It’s been nearly 2 years since the first iPhone/touch universal-remote solutions hit the market. There are now a score of such products, each promising to turn your Apple pocket-pal or tablet into a powerful A/V system-remote touchscreen solution.
One of the latest, Griffin Technology’s Beacon, which comes from a longtime maker of Mac-centric computer peripherals, falls into the class of iMotes that depend on a permanent hardware base station to communicate infrared codes to your TV, cable box, and so on. (The other class requires a plug-in IR dongle.)
The Beacon’s hardware is a vaguely turtle-shaped pod that you place somewhere within line-of-sight to your components, which it “blasts” with infrared signal. Griffin’s solution communicates with the iPhone/touch/iPad via Bluetooth, not Wi-Fi, so you need not have a wireless home network established for the system to work.

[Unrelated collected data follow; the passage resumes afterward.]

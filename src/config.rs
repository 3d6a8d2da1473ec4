//! Configuration management
//!
//! Provider credentials are never baked in: they come from
//! `~/.xsignin/config.json` and/or the environment, and [`Config::validate`]
//! refuses placeholder values.

use serde::{Deserialize, Serialize};
use std::path::PathBuf;
use std::time::Duration;
use url::Url;
use crate::Result;
use crate::auth::PkceMethod;
use crate::error::Error;

/// Which sign-in protocol to run
#[derive(Debug, Clone, Copy, PartialEq, Eq, Serialize, Deserialize)]
#[serde(rename_all = "kebab-case")]
pub enum FlowKind {
    /// OAuth 1.0a three-legged flow
    #[serde(alias = "oauth1a")]
    Oauth1,
    /// OAuth 2.0 authorization code with PKCE
    #[serde(alias = "oauth2")]
    Oauth2Pkce,
}

impl std::str::FromStr for FlowKind {
    type Err = Error;

    fn from_str(s: &str) -> Result<Self> {
        match s.trim().to_ascii_lowercase().as_str() {
            "oauth1" | "oauth1a" => Ok(FlowKind::Oauth1),
            "oauth2" | "oauth2-pkce" => Ok(FlowKind::Oauth2Pkce),
            other => Err(Error::Config(format!("Unknown flow: {}", other))),
        }
    }
}

impl std::fmt::Display for FlowKind {
    fn fmt(&self, f: &mut std::fmt::Formatter<'_>) -> std::fmt::Result {
        match self {
            FlowKind::Oauth1 => f.write_str("oauth1"),
            FlowKind::Oauth2Pkce => f.write_str("oauth2-pkce"),
        }
    }
}

/// Main configuration structure
#[derive(Debug, Clone, Serialize, Deserialize)]
pub struct Config {
    /// Protocol used by `login`
    #[serde(default = "default_flow")]
    pub flow: FlowKind,

    /// OAuth 1.0a consumer credentials
    #[serde(default)]
    pub oauth1: OAuth1Config,

    /// OAuth 2.0 client registration
    #[serde(default)]
    pub oauth2: OAuth2Config,

    /// Provider base URLs
    #[serde(default)]
    pub endpoints: Endpoints,

    /// Deadline for each network step, in seconds
    #[serde(default = "default_timeout_secs")]
    pub timeout_secs: u64,

    /// How long `login` waits for the browser redirect, in seconds
    #[serde(default = "default_callback_wait_secs")]
    pub callback_wait_secs: u64,

    /// Where the signed-in session is persisted
    #[serde(default)]
    pub session_path: Option<PathBuf>,
}

#[derive(Debug, Clone, Default, Serialize, Deserialize)]
pub struct OAuth1Config {
    #[serde(default)]
    pub consumer_key: String,

    #[serde(default)]
    pub consumer_secret: String,

    #[serde(default = "default_callback_url")]
    pub callback_url: String,
}

#[derive(Debug, Clone, Serialize, Deserialize)]
pub struct OAuth2Config {
    #[serde(default)]
    pub client_id: String,

    /// Confidential clients authenticate to the token endpoint with HTTP Basic
    #[serde(default)]
    pub client_secret: Option<String>,

    #[serde(default = "default_callback_url")]
    pub redirect_url: String,

    #[serde(default = "default_scopes")]
    pub scopes: Vec<String>,

    #[serde(default)]
    pub challenge_method: PkceMethod,
}

impl Default for OAuth2Config {
    fn default() -> Self {
        Self {
            client_id: String::new(),
            client_secret: None,
            redirect_url: default_callback_url(),
            scopes: default_scopes(),
            challenge_method: PkceMethod::default(),
        }
    }
}

/// Provider base URLs; overridable so tests can point at a mock server
#[derive(Debug, Clone, Serialize, Deserialize)]
pub struct Endpoints {
    /// API host (token endpoints, profile endpoints)
    #[serde(default = "default_api_base")]
    pub api_base: String,

    /// Host serving the OAuth 2.0 consent page
    #[serde(default = "default_web_base")]
    pub web_base: String,
}

impl Default for Endpoints {
    fn default() -> Self {
        Self {
            api_base: default_api_base(),
            web_base: default_web_base(),
        }
    }
}

impl Endpoints {
    pub fn request_token_url(&self) -> String {
        join_url(&self.api_base, "/oauth/request_token")
    }

    pub fn authenticate_url(&self) -> String {
        join_url(&self.api_base, "/oauth/authenticate")
    }

    pub fn access_token_url(&self) -> String {
        join_url(&self.api_base, "/oauth/access_token")
    }

    pub fn verify_credentials_url(&self) -> String {
        join_url(&self.api_base, "/1.1/account/verify_credentials.json")
    }

    pub fn authorize_url(&self) -> String {
        join_url(&self.web_base, "/i/oauth2/authorize")
    }

    pub fn token_url(&self) -> String {
        join_url(&self.api_base, "/2/oauth2/token")
    }

    pub fn users_me_url(&self) -> String {
        join_url(&self.api_base, "/2/users/me")
    }
}

fn join_url(base: &str, path: &str) -> String {
    format!("{}{}", base.trim_end_matches('/'), path)
}

fn default_flow() -> FlowKind {
    FlowKind::Oauth1
}

fn default_timeout_secs() -> u64 {
    30
}

fn default_callback_wait_secs() -> u64 {
    300
}

fn default_callback_url() -> String {
    "http://127.0.0.1:8085/callback".to_string()
}

fn default_scopes() -> Vec<String> {
    vec!["tweet.read".to_string(), "users.read".to_string()]
}

fn default_api_base() -> String {
    "https://api.twitter.com".to_string()
}

fn default_web_base() -> String {
    "https://twitter.com".to_string()
}

impl Default for Config {
    fn default() -> Self {
        Self {
            flow: default_flow(),
            oauth1: OAuth1Config {
                callback_url: default_callback_url(),
                ..Default::default()
            },
            oauth2: OAuth2Config::default(),
            endpoints: Endpoints::default(),
            timeout_secs: default_timeout_secs(),
            callback_wait_secs: default_callback_wait_secs(),
            session_path: None,
        }
    }
}

impl Config {
    /// Per-step network deadline
    pub fn step_timeout(&self) -> Duration {
        Duration::from_secs(self.timeout_secs)
    }

    /// Deadline for the browser redirect to arrive
    pub fn callback_wait(&self) -> Duration {
        Duration::from_secs(self.callback_wait_secs)
    }

    /// Resolved session file location
    pub fn session_file(&self) -> PathBuf {
        self.session_path
            .clone()
            .unwrap_or_else(|| config_dir().join("session.json"))
    }

    /// Overlay values from the process environment
    pub fn apply_env(&mut self) {
        self.apply_env_from(|key| std::env::var(key).ok());
    }

    /// Overlay values from an arbitrary lookup (used by tests)
    pub fn apply_env_from<F>(&mut self, lookup: F)
    where
        F: Fn(&str) -> Option<String>,
    {
        let get = |key: &str| lookup(key).filter(|v| !v.trim().is_empty());

        if let Some(v) = get("TWITTER_CONSUMER_KEY") {
            self.oauth1.consumer_key = v;
        }
        if let Some(v) = get("TWITTER_CONSUMER_SECRET") {
            self.oauth1.consumer_secret = v;
        }
        if let Some(v) = get("TWITTER_CALLBACK_URL") {
            self.oauth1.callback_url = v;
        }
        if let Some(v) = get("TWITTER_CLIENT_ID") {
            self.oauth2.client_id = v;
        }
        if let Some(v) = get("TWITTER_CLIENT_SECRET") {
            self.oauth2.client_secret = Some(v);
        }
        if let Some(v) = get("TWITTER_REDIRECT_URL") {
            self.oauth2.redirect_url = v;
        }
        if let Some(v) = get("XSIGNIN_FLOW") {
            match v.parse() {
                Ok(flow) => self.flow = flow,
                Err(e) => tracing::warn!("Ignoring XSIGNIN_FLOW: {}", e),
            }
        }
    }

    /// Check that the active flow has everything it needs
    pub fn validate(&self) -> Result<()> {
        if self.timeout_secs == 0 {
            return Err(Error::Config("timeout_secs must be positive".to_string()));
        }
        match self.flow {
            FlowKind::Oauth1 => {
                require("oauth1.consumer_key", &self.oauth1.consumer_key)?;
                require("oauth1.consumer_secret", &self.oauth1.consumer_secret)?;
                require_url("oauth1.callback_url", &self.oauth1.callback_url)?;
            }
            FlowKind::Oauth2Pkce => {
                require("oauth2.client_id", &self.oauth2.client_id)?;
                if let Some(secret) = &self.oauth2.client_secret {
                    require("oauth2.client_secret", secret)?;
                }
                require_url("oauth2.redirect_url", &self.oauth2.redirect_url)?;
                if self.oauth2.scopes.is_empty() {
                    return Err(Error::Config("oauth2.scopes must not be empty".to_string()));
                }
            }
        }
        require_url("endpoints.api_base", &self.endpoints.api_base)?;
        require_url("endpoints.web_base", &self.endpoints.web_base)?;
        Ok(())
    }
}

fn require(name: &str, value: &str) -> Result<()> {
    let value = value.trim();
    if value.is_empty() {
        return Err(Error::Config(format!("{} is not set", name)));
    }
    if value.starts_with("YOUR_") {
        return Err(Error::Config(format!("{} still holds a placeholder value", name)));
    }
    Ok(())
}

fn require_url(name: &str, value: &str) -> Result<()> {
    require(name, value)?;
    Url::parse(value)
        .map(|_| ())
        .map_err(|e| Error::Config(format!("{} is not a valid URL: {}", name, e)))
}

/// Get the config directory path
pub fn config_dir() -> PathBuf {
    dirs::home_dir()
        .unwrap_or_else(|| PathBuf::from("."))
        .join(".xsignin")
}

/// Get the config file path
pub fn config_path() -> PathBuf {
    config_dir().join("config.json")
}

/// Load configuration from file (if present) and the environment
pub fn load() -> Result<Config> {
    let mut config = load_file(&config_path())?;
    config.apply_env();
    Ok(config)
}

/// Load a config file, falling back to defaults when it does not exist
pub fn load_file(path: &PathBuf) -> Result<Config> {
    if !path.exists() {
        tracing::debug!("No config at {:?}, using defaults", path);
        return Ok(Config::default());
    }

    let content = std::fs::read_to_string(path)?;
    let config: Config = serde_json::from_str(&content)?;
    Ok(config)
}

/// Save configuration to file
pub fn save(config: &Config) -> Result<()> {
    save_to(config, &config_path())
}

pub fn save_to(config: &Config, path: &PathBuf) -> Result<()> {
    // Create parent directory
    if let Some(parent) = path.parent() {
        std::fs::create_dir_all(parent)?;
    }

    let content = serde_json::to_string_pretty(config)?;
    std::fs::write(path, content)?;

    // Secrets live in here
    #[cfg(unix)]
    {
        use std::os::unix::fs::PermissionsExt;
        std::fs::set_permissions(path, std::fs::Permissions::from_mode(0o600))?;
    }

    Ok(())
}

/// Interactive setup wizard
pub fn onboard() -> Result<()> {
    use crate::ui;
    use inquire::{Confirm, Password, Select, Text};

    ui::print_banner("Setup Wizard");
    println!("  Register an app at https://developer.twitter.com and keep its keys at hand.\n");

    let mut config = load_file(&config_path())?;

    let flows = vec!["OAuth 1.0a (consumer key + secret)", "OAuth 2.0 with PKCE (client id)"];
    let choice = Select::new("Which sign-in flow should be used?", flows)
        .prompt()
        .map_err(prompt_failed)?;

    if choice.starts_with("OAuth 1.0a") {
        config.flow = FlowKind::Oauth1;
        config.oauth1.consumer_key = Text::new("Consumer key:").prompt().map_err(prompt_failed)?;
        config.oauth1.consumer_secret = Password::new("Consumer secret:")
            .without_confirmation()
            .prompt()
            .map_err(prompt_failed)?;
        config.oauth1.callback_url = Text::new("Callback URL:")
            .with_default(&config.oauth1.callback_url)
            .prompt()
            .map_err(prompt_failed)?;
    } else {
        config.flow = FlowKind::Oauth2Pkce;
        config.oauth2.client_id = Text::new("Client ID:").prompt().map_err(prompt_failed)?;
        let confidential = Confirm::new("Is this a confidential client (has a client secret)?")
            .with_default(false)
            .prompt()
            .map_err(prompt_failed)?;
        config.oauth2.client_secret = if confidential {
            Some(
                Password::new("Client secret:")
                    .without_confirmation()
                    .prompt()
                    .map_err(prompt_failed)?,
            )
        } else {
            None
        };
        config.oauth2.redirect_url = Text::new("Redirect URL:")
            .with_default(&config.oauth2.redirect_url)
            .prompt()
            .map_err(prompt_failed)?;
    }

    config.validate()?;

    ui::print_thinking("Saving configuration");
    save(&config)?;
    ui::print_success(&format!("Saved to {:?}", config_path()));
    ui::print_step("Run 'xsignin login' to sign in.");

    Ok(())
}

fn prompt_failed(e: inquire::InquireError) -> Error {
    Error::Config(format!("Prompt failed: {}", e))
}
//! Shared plumbing for provider calls: per-step deadline, transport error
//! classification, and non-2xx body summarisation.

use std::collections::HashMap;
use std::time::Duration;
use reqwest::{RequestBuilder, StatusCode};
use serde_json::Value;
use crate::Result;
use crate::error::{AuthErrorKind, Error};

const MAX_ERROR_BODY: usize = 200;

/// Status and body of a completed provider call
#[derive(Debug)]
pub(crate) struct ProviderResponse {
    pub status: StatusCode,
    pub body: String,
}

/// Send a request and read its body, bounded by `deadline`
pub(crate) async fn execute(
    request: RequestBuilder,
    deadline: Duration,
    step: &str,
) -> Result<ProviderResponse> {
    let call = async {
        let response = request.send().await?;
        let status = response.status();
        let body = response.text().await?;
        Ok::<_, reqwest::Error>(ProviderResponse { status, body })
    };

    match tokio::time::timeout(deadline, call).await {
        Ok(Ok(response)) => {
            tracing::debug!(step, status = response.status.as_u16(), "provider responded");
            Ok(response)
        }
        Ok(Err(e)) => Err(transport_error(step, e)),
        Err(_) => Err(Error::auth(
            AuthErrorKind::Timeout,
            format!("{} did not complete within {}s", step, deadline.as_secs()),
        )),
    }
}

fn transport_error(step: &str, e: reqwest::Error) -> Error {
    let kind = if e.is_timeout() {
        AuthErrorKind::Timeout
    } else {
        AuthErrorKind::NetworkFailure
    };
    Error::auth(kind, format!("{} failed: {}", step, e))
}

/// Map a non-2xx response to an auth error
///
/// `on_unauthorized` picks the kind for 401: token endpoints treat it as a
/// signature problem, resource endpoints as an expired grant.
pub(crate) fn rejection(step: &str, response: &ProviderResponse, on_unauthorized: AuthErrorKind) -> Error {
    let kind = if response.status == StatusCode::UNAUTHORIZED {
        on_unauthorized
    } else {
        AuthErrorKind::ProviderRejected
    };
    Error::auth(
        kind,
        format!(
            "{} returned {}: {}",
            step,
            response.status.as_u16(),
            summarize_error_body(&response.body)
        ),
    )
}

/// Pull a readable message out of a provider error body
pub(crate) fn summarize_error_body(body: &str) -> String {
    if let Ok(json) = serde_json::from_str::<Value>(body) {
        // OAuth 2.0 token endpoint
        if let Some(desc) = json.get("error_description").and_then(|v| v.as_str()) {
            return desc.to_string();
        }
        if let Some(err) = json.get("error").and_then(|v| v.as_str()) {
            return err.to_string();
        }
        // v1.1 {"errors":[{"code":32,"message":"..."}]}
        if let Some(first) = json.get("errors").and_then(|v| v.get(0)) {
            let code = first.get("code").and_then(|v| v.as_i64());
            let message = first.get("message").and_then(|v| v.as_str()).unwrap_or("unknown error");
            return match code {
                Some(code) => format!("{} (code {})", message, code),
                None => message.to_string(),
            };
        }
        // v2 problem details
        if let Some(detail) = json.get("detail").and_then(|v| v.as_str()) {
            return detail.to_string();
        }
    }

    let trimmed = body.trim();
    if trimmed.is_empty() {
        return "empty body".to_string();
    }
    trimmed.chars().take(MAX_ERROR_BODY).collect()
}

/// Parse an `application/x-www-form-urlencoded` response body
pub(crate) fn parse_form(body: &str) -> HashMap<String, String> {
    url::form_urlencoded::parse(body.trim().as_bytes())
        .into_owned()
        .collect()
}

/// Fetch a required field from a parsed form body
pub(crate) fn form_field(form: &HashMap<String, String>, name: &str, step: &str) -> Result<String> {
    form.get(name)
        .filter(|v| !v.is_empty())
        .cloned()
        .ok_or_else(|| {
            Error::auth(
                AuthErrorKind::MalformedResponse,
                format!("{} response is missing {}", step, name),
            )
        })
}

However, the hardware’s lack of an external power supply hookup means you’ll have to swap out its four AAA batteries three or four times per year.
Beacon integrates with an iOS program-guide app called Dijit that provides the system’s user-interface side. As part of Dijit’s setup routine, you can specify your ZIP code and ID your cable/satellite TV provider for a comprehensive guide that is fully integrated into the remote functionality. And that’s not all: Tell Dijit your Netflix account info and it adds a Netflix tab, integrating Big Red’s streaming offerings via an adjacent tab. Nor is even that all: Dijit incorporates Facebook and Twitter hooks, so your social-media “friends” can keep track of your viewing in real time and vice versa. (Why anybody would want this escapes me, but I’m just your antisocial-media reporter…)
I found setting up and configuring the Beacon/Dijit system to be straightforward and intuitive enough that most folks — at least those without an irrational fear of technology — should manage it without undue trauma. Griffin’s library of IR codes was fairly comprehensive and included sets that worked well with all my mainstream devices. However, a recent NAD A/V receiver was not included, and although Dijit has an IR learning routine to harvest missing codes via an IR “eye” incorporated into the Beacon, it couldn’t acquire codes for the NAD — though it succeeded on a few random Pioneer and Onkyo ones. So those with more exotic or older gear might want to take note.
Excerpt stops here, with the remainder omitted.